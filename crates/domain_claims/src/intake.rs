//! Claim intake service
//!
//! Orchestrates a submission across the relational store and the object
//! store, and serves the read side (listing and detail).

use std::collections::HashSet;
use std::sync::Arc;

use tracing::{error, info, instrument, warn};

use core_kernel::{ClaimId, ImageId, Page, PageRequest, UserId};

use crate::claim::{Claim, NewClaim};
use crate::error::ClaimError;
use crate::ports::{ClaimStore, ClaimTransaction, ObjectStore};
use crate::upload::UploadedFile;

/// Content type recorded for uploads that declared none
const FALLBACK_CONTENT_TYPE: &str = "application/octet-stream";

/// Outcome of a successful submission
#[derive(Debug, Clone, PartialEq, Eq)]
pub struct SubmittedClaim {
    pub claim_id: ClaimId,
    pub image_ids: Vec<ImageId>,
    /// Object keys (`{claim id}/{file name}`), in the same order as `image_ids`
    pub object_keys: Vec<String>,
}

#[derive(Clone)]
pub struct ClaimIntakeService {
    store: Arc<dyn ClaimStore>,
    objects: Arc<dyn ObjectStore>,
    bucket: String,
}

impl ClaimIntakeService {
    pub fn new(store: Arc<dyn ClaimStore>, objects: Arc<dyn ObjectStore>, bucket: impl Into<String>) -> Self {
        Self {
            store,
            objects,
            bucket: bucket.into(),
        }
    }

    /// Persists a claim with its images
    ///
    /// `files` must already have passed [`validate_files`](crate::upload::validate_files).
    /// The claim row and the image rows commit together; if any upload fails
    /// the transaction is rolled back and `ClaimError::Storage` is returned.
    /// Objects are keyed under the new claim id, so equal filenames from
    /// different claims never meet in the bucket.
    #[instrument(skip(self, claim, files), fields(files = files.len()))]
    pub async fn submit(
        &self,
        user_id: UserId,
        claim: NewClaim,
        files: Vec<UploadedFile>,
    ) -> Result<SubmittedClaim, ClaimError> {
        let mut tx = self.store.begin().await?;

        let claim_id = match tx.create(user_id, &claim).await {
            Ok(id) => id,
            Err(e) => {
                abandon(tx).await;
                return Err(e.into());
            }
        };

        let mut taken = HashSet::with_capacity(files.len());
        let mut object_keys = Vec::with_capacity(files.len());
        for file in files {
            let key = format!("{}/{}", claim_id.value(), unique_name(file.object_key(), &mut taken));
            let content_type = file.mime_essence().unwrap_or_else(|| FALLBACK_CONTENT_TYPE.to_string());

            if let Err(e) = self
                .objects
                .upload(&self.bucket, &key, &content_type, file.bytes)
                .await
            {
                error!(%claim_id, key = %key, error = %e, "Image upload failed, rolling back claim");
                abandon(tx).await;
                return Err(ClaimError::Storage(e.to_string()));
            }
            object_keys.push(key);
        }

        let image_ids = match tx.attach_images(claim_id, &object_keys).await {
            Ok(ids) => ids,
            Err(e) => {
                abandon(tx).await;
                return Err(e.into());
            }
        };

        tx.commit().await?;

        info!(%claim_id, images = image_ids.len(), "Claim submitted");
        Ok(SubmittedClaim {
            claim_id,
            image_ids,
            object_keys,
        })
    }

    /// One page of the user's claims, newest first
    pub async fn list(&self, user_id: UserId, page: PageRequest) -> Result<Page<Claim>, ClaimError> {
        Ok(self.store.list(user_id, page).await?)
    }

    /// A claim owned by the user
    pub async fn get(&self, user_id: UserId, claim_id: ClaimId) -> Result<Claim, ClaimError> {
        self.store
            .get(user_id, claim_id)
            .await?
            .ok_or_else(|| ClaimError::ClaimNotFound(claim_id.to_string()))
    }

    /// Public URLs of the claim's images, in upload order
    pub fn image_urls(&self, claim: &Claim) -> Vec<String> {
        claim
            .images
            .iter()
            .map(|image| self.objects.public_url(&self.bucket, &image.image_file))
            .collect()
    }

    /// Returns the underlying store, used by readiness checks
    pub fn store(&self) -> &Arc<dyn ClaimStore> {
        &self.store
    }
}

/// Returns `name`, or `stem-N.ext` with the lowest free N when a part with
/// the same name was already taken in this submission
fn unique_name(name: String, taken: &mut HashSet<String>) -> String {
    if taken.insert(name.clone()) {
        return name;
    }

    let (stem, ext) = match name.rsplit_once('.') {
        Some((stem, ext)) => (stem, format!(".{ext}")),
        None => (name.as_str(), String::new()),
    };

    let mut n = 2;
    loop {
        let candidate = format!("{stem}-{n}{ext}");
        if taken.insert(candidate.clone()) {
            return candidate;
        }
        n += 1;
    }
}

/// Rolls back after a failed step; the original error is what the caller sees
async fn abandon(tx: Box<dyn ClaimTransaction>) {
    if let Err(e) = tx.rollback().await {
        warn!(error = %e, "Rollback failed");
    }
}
══════
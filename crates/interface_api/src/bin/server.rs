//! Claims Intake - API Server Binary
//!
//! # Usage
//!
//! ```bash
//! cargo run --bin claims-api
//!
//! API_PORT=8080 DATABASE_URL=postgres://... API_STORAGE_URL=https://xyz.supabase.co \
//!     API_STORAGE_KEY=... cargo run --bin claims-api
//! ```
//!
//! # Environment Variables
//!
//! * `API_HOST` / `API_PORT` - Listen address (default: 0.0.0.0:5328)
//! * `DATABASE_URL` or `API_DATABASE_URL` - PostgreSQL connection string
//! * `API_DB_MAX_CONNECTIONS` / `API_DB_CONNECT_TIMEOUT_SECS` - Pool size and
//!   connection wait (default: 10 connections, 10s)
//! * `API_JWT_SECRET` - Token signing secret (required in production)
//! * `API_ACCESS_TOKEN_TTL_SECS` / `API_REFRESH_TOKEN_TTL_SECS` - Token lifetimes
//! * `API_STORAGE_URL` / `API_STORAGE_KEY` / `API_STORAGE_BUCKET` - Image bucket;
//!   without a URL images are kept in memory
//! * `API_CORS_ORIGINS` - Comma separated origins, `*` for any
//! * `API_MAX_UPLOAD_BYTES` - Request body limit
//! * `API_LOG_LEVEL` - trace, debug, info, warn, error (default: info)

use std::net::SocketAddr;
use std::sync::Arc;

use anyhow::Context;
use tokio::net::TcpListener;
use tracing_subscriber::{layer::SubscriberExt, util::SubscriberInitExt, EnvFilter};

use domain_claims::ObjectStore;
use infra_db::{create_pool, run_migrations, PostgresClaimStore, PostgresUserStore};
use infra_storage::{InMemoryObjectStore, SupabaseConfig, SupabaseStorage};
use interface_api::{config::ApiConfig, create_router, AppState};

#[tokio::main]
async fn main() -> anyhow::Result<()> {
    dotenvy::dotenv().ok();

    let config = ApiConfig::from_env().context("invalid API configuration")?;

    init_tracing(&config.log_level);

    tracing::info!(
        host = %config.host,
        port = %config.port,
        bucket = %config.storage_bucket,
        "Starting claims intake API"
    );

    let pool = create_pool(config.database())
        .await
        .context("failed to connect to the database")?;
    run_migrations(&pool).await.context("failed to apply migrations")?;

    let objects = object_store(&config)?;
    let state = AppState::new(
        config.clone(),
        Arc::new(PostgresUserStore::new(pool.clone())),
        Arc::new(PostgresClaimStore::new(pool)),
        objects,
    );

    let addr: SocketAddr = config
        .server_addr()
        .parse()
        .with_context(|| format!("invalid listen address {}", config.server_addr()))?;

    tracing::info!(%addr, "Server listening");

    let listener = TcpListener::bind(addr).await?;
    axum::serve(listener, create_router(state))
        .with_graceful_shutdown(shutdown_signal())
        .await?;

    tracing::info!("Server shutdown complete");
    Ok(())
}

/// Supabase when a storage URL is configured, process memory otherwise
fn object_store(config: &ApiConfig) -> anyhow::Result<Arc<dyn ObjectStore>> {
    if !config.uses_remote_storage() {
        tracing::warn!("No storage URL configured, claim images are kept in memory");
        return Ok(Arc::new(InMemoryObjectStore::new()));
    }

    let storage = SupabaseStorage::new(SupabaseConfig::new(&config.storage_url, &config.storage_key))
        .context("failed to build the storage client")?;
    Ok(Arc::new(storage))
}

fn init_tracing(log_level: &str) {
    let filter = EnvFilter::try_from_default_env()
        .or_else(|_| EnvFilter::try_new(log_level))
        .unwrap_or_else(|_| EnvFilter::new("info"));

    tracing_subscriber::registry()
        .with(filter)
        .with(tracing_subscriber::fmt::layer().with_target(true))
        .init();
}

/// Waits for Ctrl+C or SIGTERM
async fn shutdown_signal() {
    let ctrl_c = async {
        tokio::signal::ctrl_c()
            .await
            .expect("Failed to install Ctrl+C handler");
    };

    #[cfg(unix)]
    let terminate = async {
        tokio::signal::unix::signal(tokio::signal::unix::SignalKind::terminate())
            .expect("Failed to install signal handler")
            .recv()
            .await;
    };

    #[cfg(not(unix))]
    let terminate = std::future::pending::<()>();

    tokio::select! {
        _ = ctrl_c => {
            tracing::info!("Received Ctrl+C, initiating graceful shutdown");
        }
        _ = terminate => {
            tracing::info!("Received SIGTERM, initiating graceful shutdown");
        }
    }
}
══════
## The problem
Which lines in the data above hold the word "format"? Return each of them.

## Exercise solution
            let key = format!("{}/{}", claim_id.value(), unique_name(file.object_key(), &mut taken));
        Some((stem, ext)) => (stem, format!(".{ext}")),
        let candidate = format!("{stem}-{n}{ext}");
        .with_context(|| format!("invalid listen address {}", config.server_addr()))?;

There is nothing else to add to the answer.